Saved data entries:
————

use agentchat_toolcore::{param, ParameterDefinition, Tool, ToolContext, ToolParameters, ToolResult};
use async_trait::async_trait;
use std::collections::HashMap;

/// Tool for text generation and writing tasks
pub struct TextGenerationTool;

#[async_trait]
impl Tool for TextGenerationTool {
    fn name(&self) -> &str {
        "text"
    }

    fn description(&self) -> &str {
        "Generate, rewrite, and brainstorm text content"
    }

    fn parameters(&self) -> HashMap<String, ParameterDefinition> {
        HashMap::from([
            param!("task", "One of: generate, rewrite, brainstorm, research", required),
            param!("content", "Subject or source text", optional, ""),
            param!("style", "Writing style", optional, "professional"),
        ])
    }

    async fn execute(&self, params: ToolParameters, _context: &ToolContext) -> ToolResult {
        let task = match params.get_required("task") {
            Ok(task) => task,
            Err(e) => return ToolResult::error(e.to_string()),
        };
        let content = params.get_or("content", "");
        let style = params.get_or("style", "professional");

        let output = match task.as_str() {
            "generate" => format!("Generated {} content: {}", style, content),
            "rewrite" => format!("Rewritten in {} style: {}", style, content),
            "brainstorm" => format!("Brainstorming ideas for: {}", content),
            "research" => format!("Research summary for: {}", content),
            other => format!("Unknown text task: {}", other),
        };

        ToolResult::success(output)
    }
}

/// Tool for image generation and editing (placeholder output)
pub struct ImageGenerationTool;

#[async_trait]
impl Tool for ImageGenerationTool {
    fn name(&self) -> &str {
        "image"
    }

    fn description(&self) -> &str {
        "Generate and edit images using AI"
    }

    fn parameters(&self) -> HashMap<String, ParameterDefinition> {
        HashMap::from([
            param!("action", "One of: generate, edit, thumbnail", required),
            param!("prompt", "What the image should show", optional, ""),
            param!("style", "Visual style", optional, "realistic"),
        ])
    }

    async fn execute(&self, params: ToolParameters, _context: &ToolContext) -> ToolResult {
        let action = match params.get_required("action") {
            Ok(action) => action,
            Err(e) => return ToolResult::error(e.to_string()),
        };
        let prompt = params.get_or("prompt", "");
        let style = params.get_or("style", "realistic");

        let output = match action.as_str() {
            "generate" => format!(
                "Generated {} image: '{}' (placeholder - integrate with an image model)",
                style, prompt
            ),
            "edit" => format!("Edited image with prompt: '{}'", prompt),
            "thumbnail" => format!("Created thumbnail for: '{}'", prompt),
            other => format!("Unknown image action: {}", other),
        };

        ToolResult::success(output)
    }
}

————

> _Task instructions_:
Your reply must reproduce all records above exactly.

> _Answer to this task_:
use agentchat_toolcore::{param, ParameterDefinition, Tool, ToolContext, ToolParameters, ToolResult};
use async_trait::async_trait;
use std::collections::HashMap;

/// Tool for text generation and writing tasks
pub struct TextGenerationTool;

#[async_trait]
impl Tool for TextGenerationTool {
    fn name(&self) -> &str {
        "text"
    }

    fn description(&self) -> &str {
        "Generate, rewrite, and brainstorm text content"
    }

    fn parameters(&self) -> HashMap<String, ParameterDefinition> {
        HashMap::from([
            param!("task", "One of: generate, rewrite, brainstorm, research", required),
            param!("content", "Subject or source text", optional, ""),
            param!("style", "Writing style", optional, "professional"),
        ])
    }

    async fn execute(&self, params: ToolParameters, _context: &ToolContext) -> ToolResult {
        let task = match params.get_required("task") {
            Ok(task) => task,
            Err(e) => return ToolResult::error(e.to_string()),
        };
        let content = params.get_or("content", "");
        let style = params.get_or("style", "professional");

        let output = match task.as_str() {
            "generate" => format!("Generated {} content: {}", style, content),
            "rewrite" => format!("Rewritten in {} style: {}", style, content),
            "brainstorm" => format!("Brainstorming ideas for: {}", content),
            "research" => format!("Research summary for: {}", content),
            other => format!("Unknown text task: {}", other),
        };

        ToolResult::success(output)
    }
}

/// Tool for image generation and editing (placeholder output)
pub struct ImageGenerationTool;

#[async_trait]
impl Tool for ImageGenerationTool {
    fn name(&self) -> &str {
        "image"
    }

    fn description(&self) -> &str {
        "Generate and edit images using AI"
    }

    fn parameters(&self) -> HashMap<String, ParameterDefinition> {
        HashMap::from([
            param!("action", "One of: generate, edit, thumbnail", required),
            param!("prompt", "What the image should show", optional, ""),
            param!("style", "Visual style", optional, "realistic"),
        ])
    }

    async fn execute(&self, params: ToolParameters, _context: &ToolContext) -> ToolResult {
        let action = match params.get_required("action") {
            Ok(action) => action,
            Err(e) => return ToolResult::error(e.to_string()),
        };
        let prompt = params.get_or("prompt", "");
        let style = params.get_or("style", "realistic");

        let output = match action.as_str() {
            "generate" => format!(
                "Generated {} image: '{}' (placeholder - integrate with an image model)",
                style, prompt
            ),
            "edit" => format!("Edited image with prompt: '{}'", prompt),
            "thumbnail" => format!("Created thumbnail for: '{}'", prompt),
            other => format!("Unknown image action: {}", other),
        };

        ToolResult::success(output)
    }
}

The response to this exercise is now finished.